> MATERIAL PROVIDED:

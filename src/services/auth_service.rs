use argon2::{
    Argon2, PasswordHasher,
    password_hash::{PasswordHash, PasswordVerifier, SaltString},
};
use chrono::{DateTime, Duration, Utc};
use jsonwebtoken::{EncodingKey, Header, encode};
use password_hash::rand_core::OsRng;
use sea_orm::{ActiveModelTrait, ColumnTrait, ConnectionTrait, EntityTrait, QueryFilter, Set};
use sea_orm::ActiveValue::NotSet;
use uuid::Uuid;

use crate::{
    audit,
    domain::Role,
    dto::auth::{Claims, LoginRequest, LoginResponse, RegisterRequest},
    entity::users::{ActiveModel as UserActive, Column as UserCol, Entity as Users, Model as UserModel},
    error::{AppError, AppResult},
    models::User,
    response::{ApiResponse, Meta},
    state::AppState,
};

/// Fields needed to create any account.
pub struct NewAccount {
    pub first_name: String,
    pub last_name: String,
    pub email: String,
    pub phone_number: Option<String>,
    pub password: String,
    pub role: Role,
}

pub async fn register_user(
    state: &AppState,
    payload: RegisterRequest,
) -> AppResult<ApiResponse<User>> {
    let RegisterRequest {
        first_name,
        last_name,
        email,
        phone_number,
        password,
    } = payload;

    let user = create_account(
        &state.orm,
        NewAccount {
            first_name,
            last_name,
            email,
            phone_number,
            password,
            role: Role::Customer,
        },
    )
    .await?;

    audit::record(
        &state.pool,
        Some(user.id),
        "user_register",
        "users",
        serde_json::json!({ "user_id": user.id }),
    )
    .await;

    tracing::info!(user_id = %user.id, "user registered");
    Ok(ApiResponse::success("User created", User::try_from(user)?, None))
}

pub async fn login_user(
    state: &AppState,
    payload: LoginRequest,
) -> AppResult<ApiResponse<LoginResponse>> {
    let LoginRequest { email, password } = payload;
    let email = normalize_email(&email);

    let user = Users::find()
        .filter(UserCol::Email.eq(email.as_str()))
        .one(&state.orm)
        .await?;

    let user = match user {
        Some(u) => u,
        None => return Err(invalid_credentials()),
    };

    if !verify_password(&password, &user.password_hash)? {
        return Err(invalid_credentials());
    }

    let user = User::try_from(user)?;
    let (token, expires_at) = issue_token(
        user.id,
        user.role,
        &state.config.jwt_secret,
        state.config.jwt_ttl(),
        Utc::now(),
    )?;

    audit::record(
        &state.pool,
        Some(user.id),
        "user_login",
        "users",
        serde_json::json!({ "user_id": user.id }),
    )
    .await;

    let resp = LoginResponse {
        token,
        token_type: "Bearer".to_string(),
        expires_at,
        landing_page: user.role.landing_page().to_string(),
        user,
    };

    Ok(ApiResponse::success("Logged in", resp, Some(Meta::empty())))
}

/// Inserts a user after checking the email is free.
pub async fn create_account<C: ConnectionTrait>(
    conn: &C,
    account: NewAccount,
) -> AppResult<UserModel> {
    let first_name = required("first_name", &account.first_name)?;
    let last_name = required("last_name", &account.last_name)?;
    let email = normalize_email(&account.email);
    if !email.contains('@') {
        return Err(AppError::BadRequest("email is invalid".into()));
    }
    if account.password.is_empty() {
        return Err(AppError::BadRequest("password is required".into()));
    }

    if email_taken(conn, &email, None).await? {
        return Err(AppError::BadRequest("Email is already taken".to_string()));
    }

    let password_hash = hash_password(&account.password)?;

    let user = UserActive {
        id: Set(Uuid::new_v4()),
        first_name: Set(first_name),
        last_name: Set(last_name),
        email: Set(email),
        phone_number: Set(account.phone_number.filter(|p| !p.trim().is_empty())),
        password_hash: Set(password_hash),
        role: Set(account.role.as_str().to_string()),
        created_at: NotSet,
        updated_at: NotSet,
    }
    .insert(conn)
    .await?;

    Ok(user)
}

pub async fn email_taken<C: ConnectionTrait>(
    conn: &C,
    email: &str,
    except: Option<Uuid>,
) -> AppResult<bool> {
    let mut finder = Users::find().filter(UserCol::Email.eq(email));
    if let Some(id) = except {
        finder = finder.filter(UserCol::Id.ne(id));
    }
    Ok(finder.one(conn).await?.is_some())
}

pub fn hash_password(password: &str) -> AppResult<String> {
    let salt = SaltString::generate(&mut OsRng);
    let argon2 = Argon2::default();
    let hash = argon2
        .hash_password(password.as_bytes(), &salt)
        .map_err(|e| AppError::Internal(anyhow::anyhow!(e.to_string())))?
        .to_string();
    Ok(hash)
}

pub fn verify_password(password: &str, password_hash: &str) -> AppResult<bool> {
    let parsed_hash = PasswordHash::new(password_hash)
        .map_err(|_| AppError::Internal(anyhow::anyhow!("Invalid password hash")))?;
    Ok(Argon2::default()
        .verify_password(password.as_bytes(), &parsed_hash)
        .is_ok())
}

/// Signs a token for `user_id` valid for `ttl` from `now`.
pub fn issue_token(
    user_id: Uuid,
    role: Role,
    secret: &str,
    ttl: Duration,
    now: DateTime<Utc>,
) -> AppResult<(String, DateTime<Utc>)> {
    let expiration = now
        .checked_add_signed(ttl)
        .ok_or_else(|| AppError::Internal(anyhow::anyhow!("Failed to set expiration")))?;

    let claims = Claims {
        sub: user_id.to_string(),
        role,
        exp: expiration.timestamp().max(0) as usize,
    };

    let token = encode(
        &Header::default(),
        &claims,
        &EncodingKey::from_secret(secret.as_bytes()),
    )
    .map_err(|e| AppError::Internal(anyhow::anyhow!(e.to_string())))?;

    Ok((token, expiration))
}

pub fn normalize_email(email: &str) -> String {
    email.trim().to_lowercase()
}

pub(crate) fn required(field: &str, value: &str) -> AppResult<String> {
    let value = value.trim();
    if value.is_empty() {
        return Err(AppError::BadRequest(format!("{field} is required")));
    }
    Ok(value.to_string())
}

fn invalid_credentials() -> AppError {
    AppError::Unauthorized("Invalid email or password".into())
}

#[cfg(test)]
mod tests {
    use super::*;
    use crate::middleware::auth::decode_token;

    const SECRET: &str = "test-secret";

    #[test]
    fn password_hash_verifies_only_the_original() {
        let hash = hash_password("hunter22").unwrap();
        assert!(verify_password("hunter22", &hash).unwrap());
        assert!(!verify_password("hunter23", &hash).unwrap());
    }

    #[test]
    fn issued_token_decodes_to_same_user_and_role() {
        let user_id = Uuid::new_v4();
        let (token, expires_at) = issue_token(
            user_id,
            Role::CanteenPersonnel,
            SECRET,
            Duration::hours(24),
            Utc::now(),
        )
        .unwrap();

        let claims = decode_token(&token, SECRET).unwrap();
        assert_eq!(claims.sub, user_id.to_string());
        assert_eq!(claims.role, Role::CanteenPersonnel);
        assert_eq!(claims.exp as i64, expires_at.timestamp());
    }

    #[test]
    fn expired_or_foreign_tokens_are_rejected() {
        let user_id = Uuid::new_v4();
        let (expired, _) = issue_token(
            user_id,
            Role::Customer,
            SECRET,
            Duration::hours(-2),
            Utc::now(),
        )
        .unwrap();
        assert!(matches!(
            decode_token(&expired, SECRET),
            Err(AppError::Unauthorized(_))
        ));

        let (token, _) =
            issue_token(user_id, Role::Admin, SECRET, Duration::hours(1), Utc::now()).unwrap();
        assert!(decode_token(&token, "another-secret").is_err());
    }

    #[test]
    fn emails_are_trimmed_and_lowercased() {
        assert_eq!(normalize_email("  Juan@Campus.EDU "), "juan@campus.edu");
    }
}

> PROBLEM:
Transcribe the data above completely and exactly.

> TASK ANSWER:
filename src/services/auth_service.rs
use argon2::{
    Argon2, PasswordHasher,
    password_hash::{PasswordHash, PasswordVerifier, SaltString},
};
use chrono::{DateTime, Duration, Utc};
use jsonwebtoken::{EncodingKey, Header, encode};
use password_hash::rand_core::OsRng;
use sea_orm::{ActiveModelTrait, ColumnTrait, ConnectionTrait, EntityTrait, QueryFilter, Set};
use sea_orm::ActiveValue::NotSet;
use uuid::Uuid;

use crate::{
    audit,
    domain::Role,
    dto::auth::{Claims, LoginRequest, LoginResponse, RegisterRequest},
    entity::users::{ActiveModel as UserActive, Column as UserCol, Entity as Users, Model as UserModel},
    error::{AppError, AppResult},
    models::User,
    response::{ApiResponse, Meta},
    state::AppState,
};

/// Fields needed to create any account.
pub struct NewAccount {
    pub first_name: String,
    pub last_name: String,
    pub email: String,
    pub phone_number: Option<String>,
    pub password: String,
    pub role: Role,
}

pub async fn register_user(
    state: &AppState,
    payload: RegisterRequest,
) -> AppResult<ApiResponse<User>> {
    let RegisterRequest {
        first_name,
        last_name,
        email,
        phone_number,
        password,
    } = payload;

    let user = create_account(
        &state.orm,
        NewAccount {
            first_name,
            last_name,
            email,
            phone_number,
            password,
            role: Role::Customer,
        },
    )
    .await?;

    audit::record(
        &state.pool,
        Some(user.id),
        "user_register",
        "users",
        serde_json::json!({ "user_id": user.id }),
    )
    .await;

    tracing::info!(user_id = %user.id, "user registered");
    Ok(ApiResponse::success("User created", User::try_from(user)?, None))
}

pub async fn login_user(
    state: &AppState,
    payload: LoginRequest,
) -> AppResult<ApiResponse<LoginResponse>> {
    let LoginRequest { email, password } = payload;
    let email = normalize_email(&email);

    let user = Users::find()
        .filter(UserCol::Email.eq(email.as_str()))
        .one(&state.orm)
        .await?;

    let user = match user {
        Some(u) => u,
        None => return Err(invalid_credentials()),
    };

    if !verify_password(&password, &user.password_hash)? {
        return Err(invalid_credentials());
    }

    let user = User::try_from(user)?;
    let (token, expires_at) = issue_token(
        user.id,
        user.role,
        &state.config.jwt_secret,
        state.config.jwt_ttl(),
        Utc::now(),
    )?;

    audit::record(
        &state.pool,
        Some(user.id),
        "user_login",
        "users",
        serde_json::json!({ "user_id": user.id }),
    )
    .await;

    let resp = LoginResponse {
        token,
        token_type: "Bearer".to_string(),
        expires_at,
        landing_page: user.role.landing_page().to_string(),
        user,
    };

    Ok(ApiResponse::success("Logged in", resp, Some(Meta::empty())))
}

/// Inserts a user after checking the email is free.
pub async fn create_account<C: ConnectionTrait>(
    conn: &C,
    account: NewAccount,
) -> AppResult<UserModel> {
    let first_name = required("first_name", &account.first_name)?;
    let last_name = required("last_name", &account.last_name)?;
    let email = normalize_email(&account.email);
    if !email.contains('@') {
        return Err(AppError::BadRequest("email is invalid".into()));
    }
    if account.password.is_empty() {
        return Err(AppError::BadRequest("password is required".into()));
    }

    if email_taken(conn, &email, None).await? {
        return Err(AppError::BadRequest("Email is already taken".to_string()));
    }

    let password_hash = hash_password(&account.password)?;

    let user = UserActive {
        id: Set(Uuid::new_v4()),
        first_name: Set(first_name),
        last_name: Set(last_name),
        email: Set(email),
        phone_number: Set(account.phone_number.filter(|p| !p.trim().is_empty())),
        password_hash: Set(password_hash),
        role: Set(account.role.as_str().to_string()),
        created_at: NotSet,
        updated_at: NotSet,
    }
    .insert(conn)
    .await?;

    Ok(user)
}

pub async fn email_taken<C: ConnectionTrait>(
    conn: &C,
    email: &str,
    except: Option<Uuid>,
) -> AppResult<bool> {
    let mut finder = Users::find().filter(UserCol::Email.eq(email));
    if let Some(id) = except {
        finder = finder.filter(UserCol::Id.ne(id));
    }
    Ok(finder.one(conn).await?.is_some())
}

pub fn hash_password(password: &str) -> AppResult<String> {
    let salt = SaltString::generate(&mut OsRng);
    let argon2 = Argon2::default();
    let hash = argon2
        .hash_password(password.as_bytes(), &salt)
        .map_err(|e| AppError::Internal(anyhow::anyhow!(e.to_string())))?
        .to_string();
    Ok(hash)
}

pub fn verify_password(password: &str, password_hash: &str) -> AppResult<bool> {
    let parsed_hash = PasswordHash::new(password_hash)
        .map_err(|_| AppError::Internal(anyhow::anyhow!("Invalid password hash")))?;
    Ok(Argon2::default()
        .verify_password(password.as_bytes(), &parsed_hash)
        .is_ok())
}

/// Signs a token for `user_id` valid for `ttl` from `now`.
pub fn issue_token(
    user_id: Uuid,
    role: Role,
    secret: &str,
    ttl: Duration,
    now: DateTime<Utc>,
) -> AppResult<(String, DateTime<Utc>)> {
    let expiration = now
        .checked_add_signed(ttl)
        .ok_or_else(|| AppError::Internal(anyhow::anyhow!("Failed to set expiration")))?;

    let claims = Claims {
        sub: user_id.to_string(),
        role,
        exp: expiration.timestamp().max(0) as usize,
    };

    let token = encode(
        &Header::default(),
        &claims,
        &EncodingKey::from_secret(secret.as_bytes()),
    )
    .map_err(|e| AppError::Internal(anyhow::anyhow!(e.to_string())))?;

    Ok((token, expiration))
}

pub fn normalize_email(email: &str) -> String {
    email.trim().to_lowercase()
}

pub(crate) fn required(field: &str, value: &str) -> AppResult<String> {
    let value = value.trim();
    if value.is_empty() {
        return Err(AppError::BadRequest(format!("{field} is required")));
    }
    Ok(value.to_string())
}

fn invalid_credentials() -> AppError {
    AppError::Unauthorized("Invalid email or password".into())
}

#[cfg(test)]
mod tests {
    use super::*;
    use crate::middleware::auth::decode_token;

    const SECRET: &str = "test-secret";

    #[test]
    fn password_hash_verifies_only_the_original() {
        let hash = hash_password("hunter22").unwrap();
        assert!(verify_password("hunter22", &hash).unwrap());
        assert!(!verify_password("hunter23", &hash).unwrap());
    }

    #[test]
    fn issued_token_decodes_to_same_user_and_role() {
        let user_id = Uuid::new_v4();
        let (token, expires_at) = issue_token(
            user_id,
            Role::CanteenPersonnel,
            SECRET,
            Duration::hours(24),
            Utc::now(),
        )
        .unwrap();

        let claims = decode_token(&token, SECRET).unwrap();
        assert_eq!(claims.sub, user_id.to_string());
        assert_eq!(claims.role, Role::CanteenPersonnel);
        assert_eq!(claims.exp as i64, expires_at.timestamp());
    }

    #[test]
    fn expired_or_foreign_tokens_are_rejected() {
        let user_id = Uuid::new_v4();
        let (expired, _) = issue_token(
            user_id,
            Role::Customer,
            SECRET,
            Duration::hours(-2),
            Utc::now(),
        )
        .unwrap();
        assert!(matches!(
            decode_token(&expired, SECRET),
            Err(AppError::Unauthorized(_))
        ));

        let (token, _) =
            issue_token(user_id, Role::Admin, SECRET, Duration::hours(1), Utc::now()).unwrap();
        assert!(decode_token(&token, "another-secret").is_err());
    }

    #[test]
    fn emails_are_trimmed_and_lowercased() {
        assert_eq!(normalize_email("  Juan@Campus.EDU "), "juan@campus.edu");
    }
}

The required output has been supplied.